(MATERIAL PROVIDED begins)
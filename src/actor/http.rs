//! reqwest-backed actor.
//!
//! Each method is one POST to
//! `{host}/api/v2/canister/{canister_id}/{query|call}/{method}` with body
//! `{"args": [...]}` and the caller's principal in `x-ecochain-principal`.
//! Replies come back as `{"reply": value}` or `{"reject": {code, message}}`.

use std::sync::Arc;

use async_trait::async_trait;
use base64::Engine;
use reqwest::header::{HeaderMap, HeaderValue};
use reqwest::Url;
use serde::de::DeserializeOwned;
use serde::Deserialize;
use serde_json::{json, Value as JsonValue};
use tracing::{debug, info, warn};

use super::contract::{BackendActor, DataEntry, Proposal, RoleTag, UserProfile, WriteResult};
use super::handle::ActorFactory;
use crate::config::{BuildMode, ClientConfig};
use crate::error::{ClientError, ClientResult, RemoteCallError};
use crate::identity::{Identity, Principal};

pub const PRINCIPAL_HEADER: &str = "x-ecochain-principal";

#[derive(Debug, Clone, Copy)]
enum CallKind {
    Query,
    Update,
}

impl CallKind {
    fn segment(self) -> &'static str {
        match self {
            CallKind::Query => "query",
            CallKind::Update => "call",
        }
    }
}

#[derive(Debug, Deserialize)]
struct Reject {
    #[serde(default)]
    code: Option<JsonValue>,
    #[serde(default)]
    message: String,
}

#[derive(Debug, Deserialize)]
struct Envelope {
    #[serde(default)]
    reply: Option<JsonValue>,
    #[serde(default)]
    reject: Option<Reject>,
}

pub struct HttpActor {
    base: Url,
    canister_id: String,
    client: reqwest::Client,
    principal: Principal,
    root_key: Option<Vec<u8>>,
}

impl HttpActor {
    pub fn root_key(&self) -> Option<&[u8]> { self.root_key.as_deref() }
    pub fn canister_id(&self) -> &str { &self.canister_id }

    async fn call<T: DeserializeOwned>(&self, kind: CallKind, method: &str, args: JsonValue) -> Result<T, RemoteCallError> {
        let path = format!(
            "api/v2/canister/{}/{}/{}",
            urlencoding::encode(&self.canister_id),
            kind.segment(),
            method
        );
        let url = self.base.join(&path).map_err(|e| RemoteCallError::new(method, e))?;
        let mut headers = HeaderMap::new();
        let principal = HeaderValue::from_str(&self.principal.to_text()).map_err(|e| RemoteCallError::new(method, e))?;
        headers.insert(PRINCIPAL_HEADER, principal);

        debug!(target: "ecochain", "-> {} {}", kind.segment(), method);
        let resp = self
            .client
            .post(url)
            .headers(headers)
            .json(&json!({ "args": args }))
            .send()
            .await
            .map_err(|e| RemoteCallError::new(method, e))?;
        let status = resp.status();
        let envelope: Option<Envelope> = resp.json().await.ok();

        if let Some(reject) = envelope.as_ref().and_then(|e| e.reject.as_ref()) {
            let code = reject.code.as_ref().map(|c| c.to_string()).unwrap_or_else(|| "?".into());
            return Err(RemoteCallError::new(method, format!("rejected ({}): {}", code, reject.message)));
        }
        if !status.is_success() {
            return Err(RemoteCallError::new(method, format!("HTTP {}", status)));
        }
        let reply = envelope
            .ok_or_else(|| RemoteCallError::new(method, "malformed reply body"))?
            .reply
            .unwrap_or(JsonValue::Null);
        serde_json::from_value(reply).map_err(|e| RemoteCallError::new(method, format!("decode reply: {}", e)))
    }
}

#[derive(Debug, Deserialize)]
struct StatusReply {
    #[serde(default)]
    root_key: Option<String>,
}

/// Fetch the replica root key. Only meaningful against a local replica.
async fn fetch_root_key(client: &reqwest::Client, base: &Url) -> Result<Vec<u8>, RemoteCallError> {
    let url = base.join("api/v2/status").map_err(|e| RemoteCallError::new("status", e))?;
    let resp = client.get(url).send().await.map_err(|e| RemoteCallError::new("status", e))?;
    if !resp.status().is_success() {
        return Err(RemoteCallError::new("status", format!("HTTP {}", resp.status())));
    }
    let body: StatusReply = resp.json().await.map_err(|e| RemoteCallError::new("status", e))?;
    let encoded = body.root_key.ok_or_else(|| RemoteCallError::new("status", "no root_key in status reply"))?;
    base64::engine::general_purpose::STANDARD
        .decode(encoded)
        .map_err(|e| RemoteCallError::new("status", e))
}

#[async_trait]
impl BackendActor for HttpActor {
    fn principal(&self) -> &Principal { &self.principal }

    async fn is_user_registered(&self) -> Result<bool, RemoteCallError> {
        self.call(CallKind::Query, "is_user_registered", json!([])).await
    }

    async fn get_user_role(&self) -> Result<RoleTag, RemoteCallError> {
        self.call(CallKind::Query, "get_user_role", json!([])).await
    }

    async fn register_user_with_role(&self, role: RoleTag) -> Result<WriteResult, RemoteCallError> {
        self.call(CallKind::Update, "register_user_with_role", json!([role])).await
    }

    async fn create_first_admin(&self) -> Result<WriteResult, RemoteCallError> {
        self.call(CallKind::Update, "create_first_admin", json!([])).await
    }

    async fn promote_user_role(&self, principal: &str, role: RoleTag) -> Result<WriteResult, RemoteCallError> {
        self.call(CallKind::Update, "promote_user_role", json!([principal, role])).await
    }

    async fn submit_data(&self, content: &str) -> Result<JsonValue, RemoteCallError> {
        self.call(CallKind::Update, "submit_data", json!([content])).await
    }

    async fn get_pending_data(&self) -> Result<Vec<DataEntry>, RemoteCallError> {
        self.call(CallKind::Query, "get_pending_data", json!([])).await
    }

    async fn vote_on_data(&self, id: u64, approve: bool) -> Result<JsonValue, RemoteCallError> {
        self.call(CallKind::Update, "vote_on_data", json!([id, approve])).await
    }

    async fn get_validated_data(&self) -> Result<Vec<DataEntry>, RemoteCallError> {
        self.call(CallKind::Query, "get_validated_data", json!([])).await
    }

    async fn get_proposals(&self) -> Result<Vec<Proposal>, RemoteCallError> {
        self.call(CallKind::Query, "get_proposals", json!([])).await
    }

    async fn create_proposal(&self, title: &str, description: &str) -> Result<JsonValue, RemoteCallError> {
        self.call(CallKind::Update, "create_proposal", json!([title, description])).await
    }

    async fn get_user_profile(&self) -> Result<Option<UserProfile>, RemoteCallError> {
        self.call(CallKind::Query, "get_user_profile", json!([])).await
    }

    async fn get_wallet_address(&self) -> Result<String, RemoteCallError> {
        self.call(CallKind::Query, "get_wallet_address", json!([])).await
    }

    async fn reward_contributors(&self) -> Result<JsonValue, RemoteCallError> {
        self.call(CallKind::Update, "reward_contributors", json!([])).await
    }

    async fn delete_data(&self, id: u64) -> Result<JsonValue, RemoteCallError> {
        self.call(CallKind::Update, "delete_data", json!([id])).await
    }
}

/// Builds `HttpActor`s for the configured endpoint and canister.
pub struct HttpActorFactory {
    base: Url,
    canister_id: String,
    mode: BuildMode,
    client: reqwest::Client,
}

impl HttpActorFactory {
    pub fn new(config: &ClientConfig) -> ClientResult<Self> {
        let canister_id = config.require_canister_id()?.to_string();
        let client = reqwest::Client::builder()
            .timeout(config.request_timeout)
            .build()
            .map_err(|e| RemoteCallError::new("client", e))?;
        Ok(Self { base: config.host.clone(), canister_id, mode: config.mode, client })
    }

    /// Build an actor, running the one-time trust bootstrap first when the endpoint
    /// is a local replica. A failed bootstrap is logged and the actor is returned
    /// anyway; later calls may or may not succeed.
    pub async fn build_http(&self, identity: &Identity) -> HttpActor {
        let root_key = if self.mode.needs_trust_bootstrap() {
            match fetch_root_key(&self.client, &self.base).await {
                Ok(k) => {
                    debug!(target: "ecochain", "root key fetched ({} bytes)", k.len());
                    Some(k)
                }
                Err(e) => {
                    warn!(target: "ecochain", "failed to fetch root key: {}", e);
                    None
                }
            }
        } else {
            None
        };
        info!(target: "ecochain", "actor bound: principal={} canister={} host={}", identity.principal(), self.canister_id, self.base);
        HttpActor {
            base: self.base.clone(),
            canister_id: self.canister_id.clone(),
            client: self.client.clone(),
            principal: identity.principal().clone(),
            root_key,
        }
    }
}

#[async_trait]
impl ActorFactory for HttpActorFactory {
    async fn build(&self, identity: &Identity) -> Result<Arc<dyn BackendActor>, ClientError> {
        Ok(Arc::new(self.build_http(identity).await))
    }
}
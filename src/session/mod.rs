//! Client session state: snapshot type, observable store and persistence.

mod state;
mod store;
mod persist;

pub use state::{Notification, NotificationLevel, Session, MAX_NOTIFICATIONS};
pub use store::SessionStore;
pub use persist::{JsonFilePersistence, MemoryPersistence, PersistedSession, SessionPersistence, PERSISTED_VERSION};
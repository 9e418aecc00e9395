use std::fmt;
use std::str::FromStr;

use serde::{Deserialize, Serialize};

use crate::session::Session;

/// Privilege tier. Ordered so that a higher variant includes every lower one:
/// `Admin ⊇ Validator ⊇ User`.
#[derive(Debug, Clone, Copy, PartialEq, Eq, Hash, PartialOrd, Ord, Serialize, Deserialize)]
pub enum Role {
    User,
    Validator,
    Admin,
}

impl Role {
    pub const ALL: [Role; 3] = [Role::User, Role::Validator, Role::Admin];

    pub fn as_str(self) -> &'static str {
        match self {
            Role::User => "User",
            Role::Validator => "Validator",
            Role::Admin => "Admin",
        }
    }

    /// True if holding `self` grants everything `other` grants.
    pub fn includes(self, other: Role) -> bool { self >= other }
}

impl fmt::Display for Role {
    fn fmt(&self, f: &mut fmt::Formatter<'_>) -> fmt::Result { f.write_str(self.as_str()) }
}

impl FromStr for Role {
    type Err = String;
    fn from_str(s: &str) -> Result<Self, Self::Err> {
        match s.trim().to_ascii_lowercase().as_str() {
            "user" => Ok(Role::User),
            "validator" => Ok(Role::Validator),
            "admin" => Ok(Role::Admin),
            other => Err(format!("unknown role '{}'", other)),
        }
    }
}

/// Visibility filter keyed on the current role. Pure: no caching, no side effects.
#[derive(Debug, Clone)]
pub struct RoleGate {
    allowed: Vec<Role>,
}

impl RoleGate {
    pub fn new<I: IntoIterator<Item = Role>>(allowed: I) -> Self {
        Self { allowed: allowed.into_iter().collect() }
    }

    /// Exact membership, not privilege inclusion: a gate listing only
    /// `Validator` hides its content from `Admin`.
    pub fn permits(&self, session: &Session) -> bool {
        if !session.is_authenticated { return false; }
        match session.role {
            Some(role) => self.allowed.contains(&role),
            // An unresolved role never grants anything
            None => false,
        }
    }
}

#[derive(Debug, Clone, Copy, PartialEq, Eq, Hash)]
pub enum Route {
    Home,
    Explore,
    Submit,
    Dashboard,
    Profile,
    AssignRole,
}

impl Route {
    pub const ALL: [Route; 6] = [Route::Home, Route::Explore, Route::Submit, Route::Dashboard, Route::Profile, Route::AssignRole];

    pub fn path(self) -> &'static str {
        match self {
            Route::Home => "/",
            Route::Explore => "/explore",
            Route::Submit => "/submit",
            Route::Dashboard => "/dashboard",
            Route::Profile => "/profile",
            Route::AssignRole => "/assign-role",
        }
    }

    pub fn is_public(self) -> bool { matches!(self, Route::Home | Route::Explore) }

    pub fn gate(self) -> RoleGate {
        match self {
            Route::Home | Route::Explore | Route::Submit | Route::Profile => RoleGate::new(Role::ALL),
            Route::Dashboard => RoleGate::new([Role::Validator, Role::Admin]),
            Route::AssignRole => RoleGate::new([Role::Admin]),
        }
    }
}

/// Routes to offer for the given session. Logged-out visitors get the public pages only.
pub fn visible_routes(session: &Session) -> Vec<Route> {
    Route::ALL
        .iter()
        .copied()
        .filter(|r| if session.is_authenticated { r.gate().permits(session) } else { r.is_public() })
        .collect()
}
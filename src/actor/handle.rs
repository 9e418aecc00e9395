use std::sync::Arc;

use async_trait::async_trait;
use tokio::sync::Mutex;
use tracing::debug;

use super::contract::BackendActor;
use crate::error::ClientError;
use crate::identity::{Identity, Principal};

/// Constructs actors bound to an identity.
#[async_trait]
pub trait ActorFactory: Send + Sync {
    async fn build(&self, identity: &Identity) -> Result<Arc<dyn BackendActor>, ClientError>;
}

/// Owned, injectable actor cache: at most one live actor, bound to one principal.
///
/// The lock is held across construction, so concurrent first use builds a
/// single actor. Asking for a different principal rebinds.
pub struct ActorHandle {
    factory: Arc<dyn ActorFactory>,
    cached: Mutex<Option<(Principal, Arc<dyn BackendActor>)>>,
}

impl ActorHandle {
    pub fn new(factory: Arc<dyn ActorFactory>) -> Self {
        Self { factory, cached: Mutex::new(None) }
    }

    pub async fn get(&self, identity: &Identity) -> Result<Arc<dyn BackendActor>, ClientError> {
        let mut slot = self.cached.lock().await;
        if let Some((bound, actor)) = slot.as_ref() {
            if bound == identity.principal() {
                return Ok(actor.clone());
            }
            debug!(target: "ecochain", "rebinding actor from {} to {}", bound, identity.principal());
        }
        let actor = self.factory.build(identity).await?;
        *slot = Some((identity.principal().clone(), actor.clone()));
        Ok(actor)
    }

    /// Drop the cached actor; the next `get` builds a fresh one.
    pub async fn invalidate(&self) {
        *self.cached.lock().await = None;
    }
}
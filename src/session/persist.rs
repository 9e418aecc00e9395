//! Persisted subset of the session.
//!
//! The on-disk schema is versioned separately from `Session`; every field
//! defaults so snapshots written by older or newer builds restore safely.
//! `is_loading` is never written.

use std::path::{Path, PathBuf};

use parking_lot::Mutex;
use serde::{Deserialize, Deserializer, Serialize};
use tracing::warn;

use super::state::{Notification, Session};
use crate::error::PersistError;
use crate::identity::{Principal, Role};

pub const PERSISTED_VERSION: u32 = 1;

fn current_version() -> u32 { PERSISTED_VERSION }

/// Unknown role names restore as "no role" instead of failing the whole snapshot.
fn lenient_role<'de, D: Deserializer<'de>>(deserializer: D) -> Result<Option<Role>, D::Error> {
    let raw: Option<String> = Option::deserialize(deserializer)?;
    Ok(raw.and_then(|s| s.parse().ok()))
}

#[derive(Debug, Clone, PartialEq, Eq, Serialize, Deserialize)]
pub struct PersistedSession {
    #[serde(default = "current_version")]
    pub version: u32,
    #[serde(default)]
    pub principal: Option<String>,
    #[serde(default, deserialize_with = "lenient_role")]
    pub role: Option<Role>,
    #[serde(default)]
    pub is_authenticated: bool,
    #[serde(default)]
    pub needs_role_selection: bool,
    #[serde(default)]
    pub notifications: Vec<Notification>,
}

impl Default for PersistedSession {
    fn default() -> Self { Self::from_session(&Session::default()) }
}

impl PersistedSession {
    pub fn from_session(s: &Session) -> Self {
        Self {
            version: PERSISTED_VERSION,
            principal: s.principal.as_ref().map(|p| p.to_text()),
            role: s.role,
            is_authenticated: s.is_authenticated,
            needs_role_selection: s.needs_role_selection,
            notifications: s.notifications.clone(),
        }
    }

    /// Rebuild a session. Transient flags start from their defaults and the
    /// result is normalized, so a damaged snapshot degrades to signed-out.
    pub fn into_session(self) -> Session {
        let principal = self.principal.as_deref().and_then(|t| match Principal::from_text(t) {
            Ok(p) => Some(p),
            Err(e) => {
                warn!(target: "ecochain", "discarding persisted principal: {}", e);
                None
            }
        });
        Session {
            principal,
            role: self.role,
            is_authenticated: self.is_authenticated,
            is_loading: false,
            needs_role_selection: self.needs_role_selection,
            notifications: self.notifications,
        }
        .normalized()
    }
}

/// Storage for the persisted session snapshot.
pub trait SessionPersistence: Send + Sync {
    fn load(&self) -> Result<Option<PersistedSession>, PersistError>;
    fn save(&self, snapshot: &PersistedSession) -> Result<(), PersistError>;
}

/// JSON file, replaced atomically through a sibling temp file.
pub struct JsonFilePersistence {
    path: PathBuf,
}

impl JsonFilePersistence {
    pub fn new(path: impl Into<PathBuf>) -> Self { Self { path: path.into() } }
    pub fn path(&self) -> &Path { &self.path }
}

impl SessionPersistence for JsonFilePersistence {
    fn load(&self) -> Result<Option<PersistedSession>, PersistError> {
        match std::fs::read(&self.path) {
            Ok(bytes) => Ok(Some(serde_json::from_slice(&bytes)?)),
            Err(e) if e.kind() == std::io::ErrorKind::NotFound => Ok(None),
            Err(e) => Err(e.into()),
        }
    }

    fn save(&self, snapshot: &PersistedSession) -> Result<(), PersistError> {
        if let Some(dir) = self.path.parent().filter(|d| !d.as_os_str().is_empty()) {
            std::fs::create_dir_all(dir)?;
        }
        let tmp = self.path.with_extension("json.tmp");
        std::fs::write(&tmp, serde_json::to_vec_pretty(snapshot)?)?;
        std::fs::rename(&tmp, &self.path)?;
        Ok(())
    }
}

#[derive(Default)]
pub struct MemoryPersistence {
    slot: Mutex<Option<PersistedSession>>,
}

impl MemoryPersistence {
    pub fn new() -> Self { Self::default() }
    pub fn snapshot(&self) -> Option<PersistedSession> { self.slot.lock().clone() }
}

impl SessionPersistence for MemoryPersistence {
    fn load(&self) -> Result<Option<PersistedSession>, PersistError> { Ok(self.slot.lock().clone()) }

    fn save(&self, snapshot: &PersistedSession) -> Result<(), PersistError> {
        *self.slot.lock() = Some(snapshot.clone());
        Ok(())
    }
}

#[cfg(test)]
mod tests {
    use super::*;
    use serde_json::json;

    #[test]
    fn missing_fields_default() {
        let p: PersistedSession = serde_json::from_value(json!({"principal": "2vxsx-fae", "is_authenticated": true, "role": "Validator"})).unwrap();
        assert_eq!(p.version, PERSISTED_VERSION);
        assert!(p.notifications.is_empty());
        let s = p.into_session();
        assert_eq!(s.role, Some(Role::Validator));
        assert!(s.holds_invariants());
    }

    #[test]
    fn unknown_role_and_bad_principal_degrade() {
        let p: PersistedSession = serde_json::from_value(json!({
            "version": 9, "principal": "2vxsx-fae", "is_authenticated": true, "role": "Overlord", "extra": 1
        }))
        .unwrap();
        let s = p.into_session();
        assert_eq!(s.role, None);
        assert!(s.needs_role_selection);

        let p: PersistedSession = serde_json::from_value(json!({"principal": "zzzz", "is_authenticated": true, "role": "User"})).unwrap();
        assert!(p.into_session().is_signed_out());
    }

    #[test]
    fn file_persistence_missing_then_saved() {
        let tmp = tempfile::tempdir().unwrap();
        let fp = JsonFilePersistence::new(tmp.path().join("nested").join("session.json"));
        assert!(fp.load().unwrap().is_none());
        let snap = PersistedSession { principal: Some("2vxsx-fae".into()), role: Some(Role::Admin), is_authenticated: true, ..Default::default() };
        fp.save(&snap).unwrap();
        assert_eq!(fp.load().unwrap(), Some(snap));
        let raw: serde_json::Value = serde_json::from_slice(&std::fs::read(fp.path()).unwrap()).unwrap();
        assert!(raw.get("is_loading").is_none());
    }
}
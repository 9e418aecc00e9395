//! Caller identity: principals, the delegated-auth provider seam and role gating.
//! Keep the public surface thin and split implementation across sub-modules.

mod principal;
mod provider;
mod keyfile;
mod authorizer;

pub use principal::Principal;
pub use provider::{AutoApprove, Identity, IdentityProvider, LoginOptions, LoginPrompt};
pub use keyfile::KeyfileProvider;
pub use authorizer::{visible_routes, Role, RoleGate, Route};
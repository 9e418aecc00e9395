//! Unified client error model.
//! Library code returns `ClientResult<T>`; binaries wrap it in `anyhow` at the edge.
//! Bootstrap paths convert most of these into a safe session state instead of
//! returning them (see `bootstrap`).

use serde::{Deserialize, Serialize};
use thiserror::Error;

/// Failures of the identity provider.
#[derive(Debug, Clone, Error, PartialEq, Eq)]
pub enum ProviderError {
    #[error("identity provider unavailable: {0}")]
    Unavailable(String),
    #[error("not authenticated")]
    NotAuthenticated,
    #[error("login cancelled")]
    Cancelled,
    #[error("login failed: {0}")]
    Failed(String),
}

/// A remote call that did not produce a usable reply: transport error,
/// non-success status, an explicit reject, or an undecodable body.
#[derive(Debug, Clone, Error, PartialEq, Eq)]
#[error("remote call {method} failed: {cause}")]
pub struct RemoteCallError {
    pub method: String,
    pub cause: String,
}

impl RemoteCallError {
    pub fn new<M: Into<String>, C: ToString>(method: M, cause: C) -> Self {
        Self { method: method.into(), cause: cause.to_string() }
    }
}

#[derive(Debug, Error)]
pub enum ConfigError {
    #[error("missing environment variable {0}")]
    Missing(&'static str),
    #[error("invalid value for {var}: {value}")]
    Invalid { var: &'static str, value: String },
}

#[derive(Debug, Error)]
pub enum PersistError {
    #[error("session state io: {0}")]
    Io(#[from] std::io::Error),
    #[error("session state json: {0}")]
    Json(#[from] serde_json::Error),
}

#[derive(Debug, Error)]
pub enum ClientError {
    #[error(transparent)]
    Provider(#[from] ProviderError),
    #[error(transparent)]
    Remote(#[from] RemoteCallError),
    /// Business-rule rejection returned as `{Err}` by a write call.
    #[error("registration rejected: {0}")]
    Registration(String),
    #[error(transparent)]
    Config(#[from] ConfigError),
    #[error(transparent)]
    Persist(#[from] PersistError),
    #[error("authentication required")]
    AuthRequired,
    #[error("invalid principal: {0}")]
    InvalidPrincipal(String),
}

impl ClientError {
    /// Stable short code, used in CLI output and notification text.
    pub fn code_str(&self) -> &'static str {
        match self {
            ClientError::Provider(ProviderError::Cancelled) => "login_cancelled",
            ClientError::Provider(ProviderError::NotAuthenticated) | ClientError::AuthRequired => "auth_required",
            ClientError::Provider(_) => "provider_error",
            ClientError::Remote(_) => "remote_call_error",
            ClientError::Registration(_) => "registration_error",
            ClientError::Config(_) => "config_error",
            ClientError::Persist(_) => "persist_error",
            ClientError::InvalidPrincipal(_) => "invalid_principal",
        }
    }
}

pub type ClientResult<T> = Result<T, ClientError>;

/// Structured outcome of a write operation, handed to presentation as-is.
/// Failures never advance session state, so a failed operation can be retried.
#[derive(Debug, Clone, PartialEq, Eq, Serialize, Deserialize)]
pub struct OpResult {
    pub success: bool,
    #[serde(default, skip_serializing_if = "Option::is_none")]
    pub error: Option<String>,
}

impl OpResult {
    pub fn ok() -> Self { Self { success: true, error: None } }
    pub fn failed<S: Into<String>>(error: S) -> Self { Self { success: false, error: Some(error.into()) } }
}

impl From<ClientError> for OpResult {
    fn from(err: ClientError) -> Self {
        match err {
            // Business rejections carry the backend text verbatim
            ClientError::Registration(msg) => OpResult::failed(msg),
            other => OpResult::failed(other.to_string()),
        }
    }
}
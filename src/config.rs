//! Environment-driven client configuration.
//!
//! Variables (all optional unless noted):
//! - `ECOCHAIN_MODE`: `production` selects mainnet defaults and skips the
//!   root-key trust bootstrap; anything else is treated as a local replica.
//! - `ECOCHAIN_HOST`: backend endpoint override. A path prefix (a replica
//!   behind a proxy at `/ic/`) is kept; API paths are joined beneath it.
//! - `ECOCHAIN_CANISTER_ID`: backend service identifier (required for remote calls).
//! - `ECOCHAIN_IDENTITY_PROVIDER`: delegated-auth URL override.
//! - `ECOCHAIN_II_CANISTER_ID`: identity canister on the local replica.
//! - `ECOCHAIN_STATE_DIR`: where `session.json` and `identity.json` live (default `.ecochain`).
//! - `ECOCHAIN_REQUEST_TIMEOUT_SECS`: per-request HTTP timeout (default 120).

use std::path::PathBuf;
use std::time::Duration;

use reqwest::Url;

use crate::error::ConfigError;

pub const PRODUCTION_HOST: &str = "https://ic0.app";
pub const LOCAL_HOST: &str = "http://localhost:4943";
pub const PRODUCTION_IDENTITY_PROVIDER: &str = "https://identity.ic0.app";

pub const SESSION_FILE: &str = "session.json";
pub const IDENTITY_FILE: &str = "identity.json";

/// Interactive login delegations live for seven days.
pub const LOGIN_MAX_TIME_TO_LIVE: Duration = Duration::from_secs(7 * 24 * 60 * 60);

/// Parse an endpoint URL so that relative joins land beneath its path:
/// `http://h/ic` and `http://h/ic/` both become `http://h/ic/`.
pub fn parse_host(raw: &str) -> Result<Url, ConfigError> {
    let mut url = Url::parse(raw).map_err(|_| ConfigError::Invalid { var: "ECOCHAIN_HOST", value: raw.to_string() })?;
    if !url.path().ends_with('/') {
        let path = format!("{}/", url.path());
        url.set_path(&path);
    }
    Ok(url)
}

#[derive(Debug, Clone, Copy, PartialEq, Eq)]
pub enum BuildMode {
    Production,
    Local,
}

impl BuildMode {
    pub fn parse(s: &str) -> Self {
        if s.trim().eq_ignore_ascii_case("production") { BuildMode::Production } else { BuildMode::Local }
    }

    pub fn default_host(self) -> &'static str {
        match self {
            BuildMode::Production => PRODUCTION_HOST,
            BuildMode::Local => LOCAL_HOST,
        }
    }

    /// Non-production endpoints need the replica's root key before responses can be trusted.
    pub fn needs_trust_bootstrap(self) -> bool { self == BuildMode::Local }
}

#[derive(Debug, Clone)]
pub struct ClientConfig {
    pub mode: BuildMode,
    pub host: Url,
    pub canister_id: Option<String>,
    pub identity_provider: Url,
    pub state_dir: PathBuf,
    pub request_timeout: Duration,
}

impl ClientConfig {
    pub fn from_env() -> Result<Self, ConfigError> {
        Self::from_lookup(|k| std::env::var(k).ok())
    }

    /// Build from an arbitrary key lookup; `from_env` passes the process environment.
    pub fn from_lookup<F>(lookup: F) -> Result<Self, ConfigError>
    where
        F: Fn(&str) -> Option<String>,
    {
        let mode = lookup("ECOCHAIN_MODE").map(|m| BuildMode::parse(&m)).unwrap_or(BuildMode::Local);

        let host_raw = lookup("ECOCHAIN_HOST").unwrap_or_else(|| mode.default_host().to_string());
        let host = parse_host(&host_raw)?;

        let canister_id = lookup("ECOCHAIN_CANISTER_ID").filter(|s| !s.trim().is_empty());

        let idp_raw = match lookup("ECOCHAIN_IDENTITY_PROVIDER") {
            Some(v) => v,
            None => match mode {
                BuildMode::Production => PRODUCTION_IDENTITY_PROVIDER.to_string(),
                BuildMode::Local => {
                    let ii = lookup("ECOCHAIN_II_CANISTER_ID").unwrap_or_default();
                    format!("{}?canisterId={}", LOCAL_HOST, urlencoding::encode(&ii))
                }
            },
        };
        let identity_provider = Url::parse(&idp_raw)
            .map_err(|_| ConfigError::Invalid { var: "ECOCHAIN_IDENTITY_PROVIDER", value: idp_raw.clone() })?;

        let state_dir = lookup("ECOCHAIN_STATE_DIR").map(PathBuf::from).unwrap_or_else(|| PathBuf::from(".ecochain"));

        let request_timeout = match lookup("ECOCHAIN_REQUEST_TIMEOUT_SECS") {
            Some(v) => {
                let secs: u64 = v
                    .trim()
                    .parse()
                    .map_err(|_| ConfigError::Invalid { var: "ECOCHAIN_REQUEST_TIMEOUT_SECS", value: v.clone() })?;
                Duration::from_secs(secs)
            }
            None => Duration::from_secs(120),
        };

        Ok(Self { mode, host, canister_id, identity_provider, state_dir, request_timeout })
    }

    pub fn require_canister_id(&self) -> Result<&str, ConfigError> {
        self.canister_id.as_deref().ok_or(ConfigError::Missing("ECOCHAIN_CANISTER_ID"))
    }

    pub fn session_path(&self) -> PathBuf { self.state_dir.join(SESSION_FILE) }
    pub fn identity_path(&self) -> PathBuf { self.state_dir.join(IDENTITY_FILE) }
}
(MATERIAL PROVIDED ends)
EXERCISE ::
Set down the lines of the listing above verbatim, first line through the line containing "and the caller's", inclusive; add no other lines.

SOLUTION TO THIS TASK ::
filename src/actor/http.rs
//! reqwest-backed actor.
//!
//! Each method is one POST to
//! `{host}/api/v2/canister/{canister_id}/{query|call}/{method}` with body
//! `{"args": [...]}` and the caller's principal in `x-ecochain-principal`.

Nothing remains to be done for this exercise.